Filter the entries for the word "turns". Copy each line that has it.

+++

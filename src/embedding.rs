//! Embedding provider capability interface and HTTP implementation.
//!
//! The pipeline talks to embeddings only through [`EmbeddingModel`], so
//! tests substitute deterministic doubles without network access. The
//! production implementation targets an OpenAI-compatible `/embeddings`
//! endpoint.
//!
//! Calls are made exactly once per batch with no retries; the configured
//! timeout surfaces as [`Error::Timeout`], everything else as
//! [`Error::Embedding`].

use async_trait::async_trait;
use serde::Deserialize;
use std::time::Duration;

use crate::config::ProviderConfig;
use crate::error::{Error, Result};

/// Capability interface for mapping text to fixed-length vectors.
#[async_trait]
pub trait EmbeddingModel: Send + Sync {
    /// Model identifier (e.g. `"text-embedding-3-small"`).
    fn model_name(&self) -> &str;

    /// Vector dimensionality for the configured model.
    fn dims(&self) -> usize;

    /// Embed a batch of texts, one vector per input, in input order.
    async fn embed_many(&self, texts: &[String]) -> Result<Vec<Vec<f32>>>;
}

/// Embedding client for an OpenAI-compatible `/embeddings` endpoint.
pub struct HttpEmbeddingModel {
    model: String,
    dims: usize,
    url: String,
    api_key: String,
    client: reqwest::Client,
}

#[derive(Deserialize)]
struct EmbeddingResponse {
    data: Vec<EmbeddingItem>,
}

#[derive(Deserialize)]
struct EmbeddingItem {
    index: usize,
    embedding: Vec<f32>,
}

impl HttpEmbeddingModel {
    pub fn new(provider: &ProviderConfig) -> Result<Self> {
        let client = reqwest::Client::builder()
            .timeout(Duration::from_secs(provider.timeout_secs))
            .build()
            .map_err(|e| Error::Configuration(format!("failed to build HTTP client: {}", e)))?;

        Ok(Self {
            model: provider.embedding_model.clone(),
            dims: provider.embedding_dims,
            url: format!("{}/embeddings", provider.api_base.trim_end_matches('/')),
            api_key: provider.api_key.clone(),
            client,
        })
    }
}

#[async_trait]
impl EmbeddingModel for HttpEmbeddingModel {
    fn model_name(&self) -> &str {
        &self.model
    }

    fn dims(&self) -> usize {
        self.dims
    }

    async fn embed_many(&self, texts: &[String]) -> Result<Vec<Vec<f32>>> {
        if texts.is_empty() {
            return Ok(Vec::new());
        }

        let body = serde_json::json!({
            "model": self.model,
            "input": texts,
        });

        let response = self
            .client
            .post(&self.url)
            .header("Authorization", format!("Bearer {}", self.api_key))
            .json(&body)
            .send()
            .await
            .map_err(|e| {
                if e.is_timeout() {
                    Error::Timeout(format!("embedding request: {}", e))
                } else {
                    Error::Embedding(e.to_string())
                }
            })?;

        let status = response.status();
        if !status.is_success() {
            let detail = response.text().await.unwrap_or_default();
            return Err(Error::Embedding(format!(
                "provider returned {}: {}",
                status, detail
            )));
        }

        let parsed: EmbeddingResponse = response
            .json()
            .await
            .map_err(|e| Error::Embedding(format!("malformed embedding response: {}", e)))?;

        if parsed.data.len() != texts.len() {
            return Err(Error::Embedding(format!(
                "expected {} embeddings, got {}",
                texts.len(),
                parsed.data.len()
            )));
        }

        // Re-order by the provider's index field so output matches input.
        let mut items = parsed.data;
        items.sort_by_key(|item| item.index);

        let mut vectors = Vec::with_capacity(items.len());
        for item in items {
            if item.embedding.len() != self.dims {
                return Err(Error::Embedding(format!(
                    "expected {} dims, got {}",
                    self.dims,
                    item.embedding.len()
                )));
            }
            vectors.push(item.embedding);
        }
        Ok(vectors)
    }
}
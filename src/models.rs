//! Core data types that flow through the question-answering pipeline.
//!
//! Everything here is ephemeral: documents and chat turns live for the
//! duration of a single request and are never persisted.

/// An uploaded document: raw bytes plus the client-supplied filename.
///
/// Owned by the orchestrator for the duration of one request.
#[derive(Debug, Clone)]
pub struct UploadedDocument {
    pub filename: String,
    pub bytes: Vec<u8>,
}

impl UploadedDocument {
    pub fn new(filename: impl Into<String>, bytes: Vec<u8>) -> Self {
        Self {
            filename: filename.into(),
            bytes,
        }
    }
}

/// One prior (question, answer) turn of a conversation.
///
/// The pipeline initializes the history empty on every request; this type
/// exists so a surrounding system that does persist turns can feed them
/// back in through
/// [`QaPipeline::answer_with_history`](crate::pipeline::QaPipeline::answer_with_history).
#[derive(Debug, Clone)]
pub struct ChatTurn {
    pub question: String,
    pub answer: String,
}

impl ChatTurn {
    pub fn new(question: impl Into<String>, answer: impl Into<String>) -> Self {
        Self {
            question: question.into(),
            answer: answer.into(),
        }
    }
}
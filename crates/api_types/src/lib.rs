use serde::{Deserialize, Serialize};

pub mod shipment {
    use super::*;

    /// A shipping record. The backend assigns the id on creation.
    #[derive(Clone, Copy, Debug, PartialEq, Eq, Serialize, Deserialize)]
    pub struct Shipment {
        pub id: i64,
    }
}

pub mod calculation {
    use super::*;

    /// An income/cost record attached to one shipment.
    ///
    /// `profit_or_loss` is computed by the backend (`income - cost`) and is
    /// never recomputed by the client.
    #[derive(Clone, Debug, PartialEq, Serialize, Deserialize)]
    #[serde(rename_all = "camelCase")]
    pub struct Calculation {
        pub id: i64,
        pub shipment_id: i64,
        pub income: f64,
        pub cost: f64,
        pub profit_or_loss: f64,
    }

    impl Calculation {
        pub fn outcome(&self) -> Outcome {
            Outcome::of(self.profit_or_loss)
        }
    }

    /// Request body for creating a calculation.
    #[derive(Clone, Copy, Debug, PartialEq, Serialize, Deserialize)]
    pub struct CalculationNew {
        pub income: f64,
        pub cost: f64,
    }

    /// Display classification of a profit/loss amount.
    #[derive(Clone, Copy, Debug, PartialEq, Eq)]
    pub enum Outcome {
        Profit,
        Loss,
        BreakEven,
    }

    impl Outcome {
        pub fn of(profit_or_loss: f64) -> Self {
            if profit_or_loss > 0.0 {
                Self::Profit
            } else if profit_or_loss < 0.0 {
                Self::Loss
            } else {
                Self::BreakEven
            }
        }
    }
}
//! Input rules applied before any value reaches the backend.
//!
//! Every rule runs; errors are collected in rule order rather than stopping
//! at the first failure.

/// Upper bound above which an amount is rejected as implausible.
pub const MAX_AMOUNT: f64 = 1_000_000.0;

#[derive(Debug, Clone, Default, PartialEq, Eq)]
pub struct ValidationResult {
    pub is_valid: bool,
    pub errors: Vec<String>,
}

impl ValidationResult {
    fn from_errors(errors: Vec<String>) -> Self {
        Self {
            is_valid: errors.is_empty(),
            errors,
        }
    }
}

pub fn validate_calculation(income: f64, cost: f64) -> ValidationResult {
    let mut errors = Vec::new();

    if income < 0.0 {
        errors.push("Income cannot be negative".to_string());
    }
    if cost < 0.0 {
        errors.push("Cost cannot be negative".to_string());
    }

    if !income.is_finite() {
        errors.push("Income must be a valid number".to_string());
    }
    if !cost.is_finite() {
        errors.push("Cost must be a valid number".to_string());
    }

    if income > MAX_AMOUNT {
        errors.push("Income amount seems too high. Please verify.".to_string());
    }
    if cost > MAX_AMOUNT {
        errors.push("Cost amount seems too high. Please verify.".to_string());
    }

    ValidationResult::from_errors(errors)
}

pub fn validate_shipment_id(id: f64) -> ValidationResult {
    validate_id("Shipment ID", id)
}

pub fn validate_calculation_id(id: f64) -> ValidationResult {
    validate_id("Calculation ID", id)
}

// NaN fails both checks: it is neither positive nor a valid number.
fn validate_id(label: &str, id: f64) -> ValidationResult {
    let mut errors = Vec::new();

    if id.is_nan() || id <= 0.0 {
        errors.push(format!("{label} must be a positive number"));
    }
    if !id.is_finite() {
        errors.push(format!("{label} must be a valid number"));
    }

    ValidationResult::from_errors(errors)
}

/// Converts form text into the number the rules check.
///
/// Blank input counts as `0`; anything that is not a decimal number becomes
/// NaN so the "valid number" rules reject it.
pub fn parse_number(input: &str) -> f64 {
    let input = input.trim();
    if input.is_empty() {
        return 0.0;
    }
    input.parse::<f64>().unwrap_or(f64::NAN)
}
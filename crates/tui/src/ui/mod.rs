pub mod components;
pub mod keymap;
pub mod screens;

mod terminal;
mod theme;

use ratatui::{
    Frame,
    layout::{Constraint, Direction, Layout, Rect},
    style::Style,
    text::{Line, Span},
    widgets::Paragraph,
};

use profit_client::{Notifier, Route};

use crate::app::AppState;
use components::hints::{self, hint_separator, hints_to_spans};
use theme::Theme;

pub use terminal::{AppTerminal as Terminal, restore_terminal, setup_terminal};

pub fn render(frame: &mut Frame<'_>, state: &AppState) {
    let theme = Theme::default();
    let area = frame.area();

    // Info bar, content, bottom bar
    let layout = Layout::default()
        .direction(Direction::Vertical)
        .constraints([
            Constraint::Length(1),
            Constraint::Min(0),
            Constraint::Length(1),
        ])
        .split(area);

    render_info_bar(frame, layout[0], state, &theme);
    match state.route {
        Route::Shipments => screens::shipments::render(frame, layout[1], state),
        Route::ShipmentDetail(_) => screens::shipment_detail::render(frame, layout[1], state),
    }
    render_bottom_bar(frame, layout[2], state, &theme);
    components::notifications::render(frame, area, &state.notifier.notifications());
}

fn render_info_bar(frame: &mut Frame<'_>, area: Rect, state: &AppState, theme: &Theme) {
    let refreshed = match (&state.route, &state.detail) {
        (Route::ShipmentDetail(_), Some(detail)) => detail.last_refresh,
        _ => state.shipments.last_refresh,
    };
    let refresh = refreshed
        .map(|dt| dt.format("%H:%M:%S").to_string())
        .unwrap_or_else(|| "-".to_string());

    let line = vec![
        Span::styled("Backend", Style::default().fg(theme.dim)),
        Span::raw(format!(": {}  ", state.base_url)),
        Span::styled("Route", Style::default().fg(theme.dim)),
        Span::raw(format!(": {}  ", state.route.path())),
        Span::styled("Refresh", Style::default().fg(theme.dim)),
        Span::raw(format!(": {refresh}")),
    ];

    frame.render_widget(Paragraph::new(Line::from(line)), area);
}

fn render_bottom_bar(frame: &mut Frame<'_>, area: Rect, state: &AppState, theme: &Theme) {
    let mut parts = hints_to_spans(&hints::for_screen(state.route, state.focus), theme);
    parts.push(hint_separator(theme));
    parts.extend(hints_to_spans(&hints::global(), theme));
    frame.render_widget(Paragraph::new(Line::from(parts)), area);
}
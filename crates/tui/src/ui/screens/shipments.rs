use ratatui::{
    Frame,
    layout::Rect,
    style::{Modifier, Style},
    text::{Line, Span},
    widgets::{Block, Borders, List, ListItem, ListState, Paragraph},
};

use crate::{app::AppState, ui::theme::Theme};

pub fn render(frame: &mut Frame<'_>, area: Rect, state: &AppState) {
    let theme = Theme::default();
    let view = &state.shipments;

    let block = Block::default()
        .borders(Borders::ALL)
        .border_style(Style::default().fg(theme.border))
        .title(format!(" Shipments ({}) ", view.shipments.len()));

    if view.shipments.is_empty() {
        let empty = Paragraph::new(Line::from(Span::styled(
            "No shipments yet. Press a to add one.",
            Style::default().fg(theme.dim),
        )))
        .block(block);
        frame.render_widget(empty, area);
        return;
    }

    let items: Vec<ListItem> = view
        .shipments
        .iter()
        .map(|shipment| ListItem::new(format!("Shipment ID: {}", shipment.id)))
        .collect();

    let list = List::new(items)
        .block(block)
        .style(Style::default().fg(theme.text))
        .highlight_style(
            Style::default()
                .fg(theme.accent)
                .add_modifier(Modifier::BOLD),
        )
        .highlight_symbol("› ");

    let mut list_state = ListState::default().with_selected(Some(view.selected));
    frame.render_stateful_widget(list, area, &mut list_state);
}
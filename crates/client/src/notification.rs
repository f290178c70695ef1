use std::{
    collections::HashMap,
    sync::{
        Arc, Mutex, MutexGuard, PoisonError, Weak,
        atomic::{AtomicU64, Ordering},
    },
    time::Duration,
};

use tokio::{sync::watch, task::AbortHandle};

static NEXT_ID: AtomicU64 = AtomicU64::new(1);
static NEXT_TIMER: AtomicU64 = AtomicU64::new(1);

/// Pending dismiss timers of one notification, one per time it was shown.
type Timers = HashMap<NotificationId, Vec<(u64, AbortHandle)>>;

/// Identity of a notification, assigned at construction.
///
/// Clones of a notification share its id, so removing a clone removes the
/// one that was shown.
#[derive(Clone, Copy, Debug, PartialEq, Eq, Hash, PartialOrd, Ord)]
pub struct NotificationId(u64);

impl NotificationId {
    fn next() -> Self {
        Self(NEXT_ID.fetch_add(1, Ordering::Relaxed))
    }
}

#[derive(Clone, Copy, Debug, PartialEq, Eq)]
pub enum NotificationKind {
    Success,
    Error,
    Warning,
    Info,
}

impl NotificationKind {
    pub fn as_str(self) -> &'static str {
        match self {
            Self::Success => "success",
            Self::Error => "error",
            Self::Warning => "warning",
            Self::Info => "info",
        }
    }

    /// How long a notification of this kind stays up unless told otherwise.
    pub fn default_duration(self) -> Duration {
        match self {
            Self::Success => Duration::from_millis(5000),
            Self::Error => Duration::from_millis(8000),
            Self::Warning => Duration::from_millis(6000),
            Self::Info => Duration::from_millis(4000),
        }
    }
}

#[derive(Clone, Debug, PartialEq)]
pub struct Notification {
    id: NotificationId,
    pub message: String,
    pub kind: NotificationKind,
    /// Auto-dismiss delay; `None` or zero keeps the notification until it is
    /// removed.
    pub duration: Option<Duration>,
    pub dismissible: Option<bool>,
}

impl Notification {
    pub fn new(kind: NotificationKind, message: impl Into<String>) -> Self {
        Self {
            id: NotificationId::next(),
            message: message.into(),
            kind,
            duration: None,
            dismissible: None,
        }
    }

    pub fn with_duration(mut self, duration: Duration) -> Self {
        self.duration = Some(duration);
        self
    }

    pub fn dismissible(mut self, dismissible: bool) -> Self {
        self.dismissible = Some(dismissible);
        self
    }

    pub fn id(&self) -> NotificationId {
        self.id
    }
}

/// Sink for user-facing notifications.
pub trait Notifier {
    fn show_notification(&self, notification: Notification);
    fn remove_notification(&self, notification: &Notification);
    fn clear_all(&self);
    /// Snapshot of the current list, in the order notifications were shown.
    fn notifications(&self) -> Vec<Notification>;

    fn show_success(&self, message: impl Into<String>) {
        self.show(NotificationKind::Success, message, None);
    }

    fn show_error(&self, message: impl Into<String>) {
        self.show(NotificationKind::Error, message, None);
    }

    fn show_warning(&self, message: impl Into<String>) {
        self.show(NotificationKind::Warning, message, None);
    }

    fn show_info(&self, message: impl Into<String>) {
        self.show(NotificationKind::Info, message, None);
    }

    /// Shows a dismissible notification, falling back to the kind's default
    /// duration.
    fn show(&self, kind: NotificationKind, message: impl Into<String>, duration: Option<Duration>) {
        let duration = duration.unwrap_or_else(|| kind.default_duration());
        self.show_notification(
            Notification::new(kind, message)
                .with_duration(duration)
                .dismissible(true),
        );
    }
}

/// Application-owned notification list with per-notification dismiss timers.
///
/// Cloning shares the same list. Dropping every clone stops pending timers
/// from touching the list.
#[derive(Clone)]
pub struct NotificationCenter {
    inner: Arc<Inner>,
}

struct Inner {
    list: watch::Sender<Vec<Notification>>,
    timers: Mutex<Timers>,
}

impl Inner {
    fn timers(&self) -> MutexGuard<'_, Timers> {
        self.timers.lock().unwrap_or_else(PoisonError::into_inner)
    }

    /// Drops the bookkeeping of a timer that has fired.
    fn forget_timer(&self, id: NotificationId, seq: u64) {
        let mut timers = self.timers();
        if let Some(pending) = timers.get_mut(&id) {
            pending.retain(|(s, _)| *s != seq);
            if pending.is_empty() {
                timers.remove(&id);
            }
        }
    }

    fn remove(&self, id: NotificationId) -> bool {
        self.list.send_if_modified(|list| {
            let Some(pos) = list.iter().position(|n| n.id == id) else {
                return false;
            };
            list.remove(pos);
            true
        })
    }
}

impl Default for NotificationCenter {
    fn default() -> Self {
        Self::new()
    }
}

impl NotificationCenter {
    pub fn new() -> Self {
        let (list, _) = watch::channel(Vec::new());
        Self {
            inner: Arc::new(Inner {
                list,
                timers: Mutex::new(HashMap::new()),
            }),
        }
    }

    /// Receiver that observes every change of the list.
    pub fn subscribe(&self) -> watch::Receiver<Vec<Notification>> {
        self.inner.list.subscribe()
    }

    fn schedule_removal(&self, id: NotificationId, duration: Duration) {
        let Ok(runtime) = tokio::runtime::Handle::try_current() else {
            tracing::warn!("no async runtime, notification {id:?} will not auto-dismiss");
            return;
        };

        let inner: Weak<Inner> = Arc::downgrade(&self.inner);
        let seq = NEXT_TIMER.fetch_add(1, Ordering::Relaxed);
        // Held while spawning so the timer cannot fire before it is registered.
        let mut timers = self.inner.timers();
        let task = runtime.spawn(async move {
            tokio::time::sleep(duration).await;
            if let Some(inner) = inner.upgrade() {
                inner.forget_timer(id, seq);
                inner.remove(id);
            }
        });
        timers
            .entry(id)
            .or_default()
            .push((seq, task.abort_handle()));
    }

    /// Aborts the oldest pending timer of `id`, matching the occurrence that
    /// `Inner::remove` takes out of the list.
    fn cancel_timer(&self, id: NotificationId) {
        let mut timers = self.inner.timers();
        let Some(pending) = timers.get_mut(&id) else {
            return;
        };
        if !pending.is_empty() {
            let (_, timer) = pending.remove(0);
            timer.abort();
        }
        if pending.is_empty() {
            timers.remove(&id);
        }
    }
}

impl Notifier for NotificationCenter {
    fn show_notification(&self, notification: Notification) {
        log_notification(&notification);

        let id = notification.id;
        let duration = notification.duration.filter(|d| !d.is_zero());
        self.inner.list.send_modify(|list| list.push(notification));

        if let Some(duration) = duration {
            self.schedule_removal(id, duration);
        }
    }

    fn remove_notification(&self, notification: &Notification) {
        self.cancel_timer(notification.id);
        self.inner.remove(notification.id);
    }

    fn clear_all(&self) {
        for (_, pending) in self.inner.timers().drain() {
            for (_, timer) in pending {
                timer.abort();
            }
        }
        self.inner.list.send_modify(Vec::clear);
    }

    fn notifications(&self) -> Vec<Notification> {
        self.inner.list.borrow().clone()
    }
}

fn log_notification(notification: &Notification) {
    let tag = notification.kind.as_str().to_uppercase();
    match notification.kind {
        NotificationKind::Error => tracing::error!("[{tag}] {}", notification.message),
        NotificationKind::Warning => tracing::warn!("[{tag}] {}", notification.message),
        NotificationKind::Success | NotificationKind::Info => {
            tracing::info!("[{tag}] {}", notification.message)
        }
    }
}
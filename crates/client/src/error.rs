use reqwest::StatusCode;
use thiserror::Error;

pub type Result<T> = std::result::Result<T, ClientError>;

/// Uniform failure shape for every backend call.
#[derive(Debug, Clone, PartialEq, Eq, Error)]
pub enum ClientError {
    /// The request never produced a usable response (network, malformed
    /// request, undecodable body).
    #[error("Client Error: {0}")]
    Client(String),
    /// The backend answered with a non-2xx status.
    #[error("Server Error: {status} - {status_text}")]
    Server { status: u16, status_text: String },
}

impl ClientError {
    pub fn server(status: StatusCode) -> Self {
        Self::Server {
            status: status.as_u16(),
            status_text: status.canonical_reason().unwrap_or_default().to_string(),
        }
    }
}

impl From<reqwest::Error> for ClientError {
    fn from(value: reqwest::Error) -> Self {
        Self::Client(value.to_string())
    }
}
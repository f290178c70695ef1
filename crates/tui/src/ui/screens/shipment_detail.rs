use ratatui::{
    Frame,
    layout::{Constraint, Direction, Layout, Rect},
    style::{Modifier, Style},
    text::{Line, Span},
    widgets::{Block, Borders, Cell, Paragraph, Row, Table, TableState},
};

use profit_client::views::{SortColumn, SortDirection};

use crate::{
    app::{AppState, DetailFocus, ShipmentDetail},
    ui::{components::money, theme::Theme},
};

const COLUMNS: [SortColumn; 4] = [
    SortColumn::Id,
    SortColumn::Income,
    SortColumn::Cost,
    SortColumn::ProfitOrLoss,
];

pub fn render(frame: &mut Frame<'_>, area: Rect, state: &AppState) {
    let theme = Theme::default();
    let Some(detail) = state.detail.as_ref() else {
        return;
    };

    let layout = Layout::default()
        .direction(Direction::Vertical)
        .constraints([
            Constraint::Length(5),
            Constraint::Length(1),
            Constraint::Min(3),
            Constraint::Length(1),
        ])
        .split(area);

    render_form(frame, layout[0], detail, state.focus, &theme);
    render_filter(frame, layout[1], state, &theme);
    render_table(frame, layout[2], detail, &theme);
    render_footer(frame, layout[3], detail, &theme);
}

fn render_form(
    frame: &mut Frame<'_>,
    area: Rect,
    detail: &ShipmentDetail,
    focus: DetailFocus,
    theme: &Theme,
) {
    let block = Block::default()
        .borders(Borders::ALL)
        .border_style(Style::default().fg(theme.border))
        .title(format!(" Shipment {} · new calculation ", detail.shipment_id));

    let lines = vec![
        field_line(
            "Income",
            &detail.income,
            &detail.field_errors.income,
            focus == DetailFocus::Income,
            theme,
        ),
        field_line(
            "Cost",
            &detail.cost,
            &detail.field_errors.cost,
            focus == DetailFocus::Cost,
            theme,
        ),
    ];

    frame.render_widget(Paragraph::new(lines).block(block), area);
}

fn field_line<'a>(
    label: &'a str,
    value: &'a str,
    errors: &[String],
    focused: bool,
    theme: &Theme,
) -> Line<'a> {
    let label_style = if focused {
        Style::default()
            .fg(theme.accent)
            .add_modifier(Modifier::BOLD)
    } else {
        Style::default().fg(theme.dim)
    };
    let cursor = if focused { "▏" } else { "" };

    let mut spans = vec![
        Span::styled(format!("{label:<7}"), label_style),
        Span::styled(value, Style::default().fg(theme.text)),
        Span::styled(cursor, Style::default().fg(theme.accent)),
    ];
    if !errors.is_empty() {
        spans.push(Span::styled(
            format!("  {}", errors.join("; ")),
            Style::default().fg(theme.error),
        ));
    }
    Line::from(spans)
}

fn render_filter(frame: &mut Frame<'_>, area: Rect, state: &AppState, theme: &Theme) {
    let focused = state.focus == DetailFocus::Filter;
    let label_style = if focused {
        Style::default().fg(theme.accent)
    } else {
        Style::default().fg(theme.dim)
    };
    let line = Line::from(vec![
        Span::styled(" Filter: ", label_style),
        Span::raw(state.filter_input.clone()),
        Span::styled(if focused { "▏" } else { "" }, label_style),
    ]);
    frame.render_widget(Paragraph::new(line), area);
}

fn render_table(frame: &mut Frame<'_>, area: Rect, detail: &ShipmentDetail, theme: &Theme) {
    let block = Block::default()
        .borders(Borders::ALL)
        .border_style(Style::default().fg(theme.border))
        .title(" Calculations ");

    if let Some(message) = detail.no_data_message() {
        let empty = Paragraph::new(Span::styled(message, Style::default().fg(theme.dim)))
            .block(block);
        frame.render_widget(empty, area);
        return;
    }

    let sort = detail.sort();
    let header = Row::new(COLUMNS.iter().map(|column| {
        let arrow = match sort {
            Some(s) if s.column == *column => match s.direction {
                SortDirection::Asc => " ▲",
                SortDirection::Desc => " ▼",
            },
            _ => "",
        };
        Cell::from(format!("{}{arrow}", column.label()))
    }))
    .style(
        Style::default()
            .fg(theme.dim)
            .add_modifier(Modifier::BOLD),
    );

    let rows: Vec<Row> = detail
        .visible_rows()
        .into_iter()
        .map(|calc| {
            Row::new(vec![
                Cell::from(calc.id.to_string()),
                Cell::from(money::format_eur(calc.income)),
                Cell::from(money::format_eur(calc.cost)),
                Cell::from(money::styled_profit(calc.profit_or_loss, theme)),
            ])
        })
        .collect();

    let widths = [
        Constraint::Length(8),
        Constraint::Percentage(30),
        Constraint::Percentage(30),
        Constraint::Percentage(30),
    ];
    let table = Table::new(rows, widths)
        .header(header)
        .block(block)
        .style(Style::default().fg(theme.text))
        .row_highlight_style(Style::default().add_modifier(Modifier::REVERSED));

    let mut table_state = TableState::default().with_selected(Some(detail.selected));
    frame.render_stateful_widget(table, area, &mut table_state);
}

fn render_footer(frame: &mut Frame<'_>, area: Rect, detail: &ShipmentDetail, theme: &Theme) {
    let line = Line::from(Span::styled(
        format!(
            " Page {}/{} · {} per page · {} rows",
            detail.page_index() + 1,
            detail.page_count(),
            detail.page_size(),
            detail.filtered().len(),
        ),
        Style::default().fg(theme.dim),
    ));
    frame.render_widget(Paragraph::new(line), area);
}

+++

:: Exercise response ::
//! Everything here is ephemeral: documents and chat turns live for the
/// exists so a surrounding system that does persist turns can feed them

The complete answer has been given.